Voici une solution utilisant le package sf:

library(tidycensus)
library(dplyr)
library(sf)
library(ggplot2)

# get data from tindycensus for demonstration (note you need an API key, folow instructions here: https://walkerke.github.io/tidycensus/articles/basic-usage.html)
census <- tidycensus::get_acs(geography = "tract", variables = "B19013_001",
                           state = "TX", county = "Tarrant", geometry = TRUE) %>% 
  arrange(NAME)

# reduce dataset size
census <- census[1:8,]

# create grouping variable
group_1 <- census$GEOID[1:2]
group_2 <- census$GEOID[6:8]

census <- census %>% mutate(group = case_when(GEOID %in% group_1 ~ 'newgroup1',
                                              GEOID %in% group_2 ~ 'newgroup2',
                                              TRUE ~ GEOID))

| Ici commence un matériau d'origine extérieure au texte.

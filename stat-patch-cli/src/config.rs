//! Configuration loading and parsing

use anyhow::{Context, Result};
use serde::{Deserialize, Serialize};
use stat_patch::{EntryTable, GeneratorConfig, ReplacementEntry};
use std::fs;
use std::path::{Path, PathBuf};

/// Main application configuration (loaded from a TOML file)
#[derive(Debug, Clone, Default, Deserialize, Serialize)]
pub struct AppConfig {
    #[serde(default)]
    pub generator: GeneratorConfig,
    #[serde(default)]
    pub output: OutputConfig,
    /// Replaces the built-in table when non-empty
    #[serde(default)]
    pub entries: Vec<ReplacementEntry>,
}

#[derive(Debug, Clone, Default, Deserialize, Serialize)]
pub struct OutputConfig {
    pub path: Option<PathBuf>,
}

impl AppConfig {
    /// Entry table to generate from
    pub fn entry_table(&self) -> Result<EntryTable> {
        if self.entries.is_empty() {
            return Ok(EntryTable::builtin());
        }
        EntryTable::from_entries(self.entries.clone()).context("Invalid [[entries]] in config")
    }
}

/// Load configuration from a TOML file
pub fn load_config(path: &Path) -> Result<AppConfig> {
    let content = fs::read_to_string(path)
        .with_context(|| format!("Failed to read config file: {:?}", path))?;

    let config: AppConfig = toml::from_str(&content)
        .with_context(|| format!("Failed to parse config file: {:?}", path))?;

    Ok(config)
}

# summarise by grouping variable (performs a union on grouped polygons and sums 'estimate')
census2 <- group_by(census, group) %>% 
  summarise(estimate = sum(estimate), do_union = TRUE)

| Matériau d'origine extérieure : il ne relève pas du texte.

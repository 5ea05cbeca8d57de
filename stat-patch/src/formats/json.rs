//! JSON Lines output

use super::BlockFormat;
use crate::config::GeneratorConfig;
use crate::types::{ReplacementEntry, Result};

/// One JSON object per entry, newline terminated, no header or footer
#[derive(Debug, Clone, Copy, Default)]
pub struct JsonLinesFormat;

impl BlockFormat for JsonLinesFormat {
    fn header(&self, _config: &GeneratorConfig) -> String {
        String::new()
    }

    fn block(&self, entry: &ReplacementEntry, _config: &GeneratorConfig) -> Result<String> {
        let mut line = serde_json::to_string(entry)?;
        line.push('\n');
        Ok(line)
    }
}

#[cfg(test)]
mod tests {
    use super::*;

    #[test]
    fn test_json_line() {
        let entry = ReplacementEntry::new("ENHANCED_FLIPY", "-68, -72", "-66, -64");
        let line = JsonLinesFormat.block(&entry, &GeneratorConfig::new()).unwrap();

        assert!(line.ends_with('\n'));
        let parsed: ReplacementEntry = serde_json::from_str(line.trim_end()).unwrap();
        assert_eq!(parsed, entry);
    }

    #[test]
    fn test_json_key_names() {
        let entry = ReplacementEntry::new("A", "1", "2");
        let line = JsonLinesFormat.block(&entry, &GeneratorConfig::new()).unwrap();
        assert_eq!(line, "{\"name\":\"A\",\"old_fragment\":\"1\",\"new_fragment\":\"2\"}\n");
    }
}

# visualise using ggplot2 development version and facet by merged/unmerged datasets
plot_data <- rbind(census %>% select(group, estimate) %>%
                     mutate(facet = "unmerged"), 
                   census2 %>% mutate(facet = "merged"))

gp <- ggplot() + 
      geom_sf(data = plot_data, aes(fill = estimate), color = 'white') + 
      scale_fill_viridis_c() + 
      facet_wrap(~facet, ncol = 1)

entrez la description de l'image ici


Je pensais que j'ajouterais juste un petit avertissement ici, juste au cas où: méfiez-vous de l'utilisation de summarise()dérivés avec l' do_unionargument, car je viens de faire quelque chose comme summarise_if(shapefile, predic.function, sum, na.rm = TRUE, do_union = TRUE), qui finit également par additionner un VRAI dans chaque cellule (c'est-à-dire +1 pour toutes les opérations). Besoin d'enquêter davantage pour savoir si c'est quelque chose qui doit être signalé (au moins pour un avertissement supplémentaire) ...?
stragu
En utilisant notre site, vous reconnaissez avoir lu et compris notre politique liée aux cookies et notre politique de confidentialité.
Licensed under cc by-sa 3.0 with attribution required.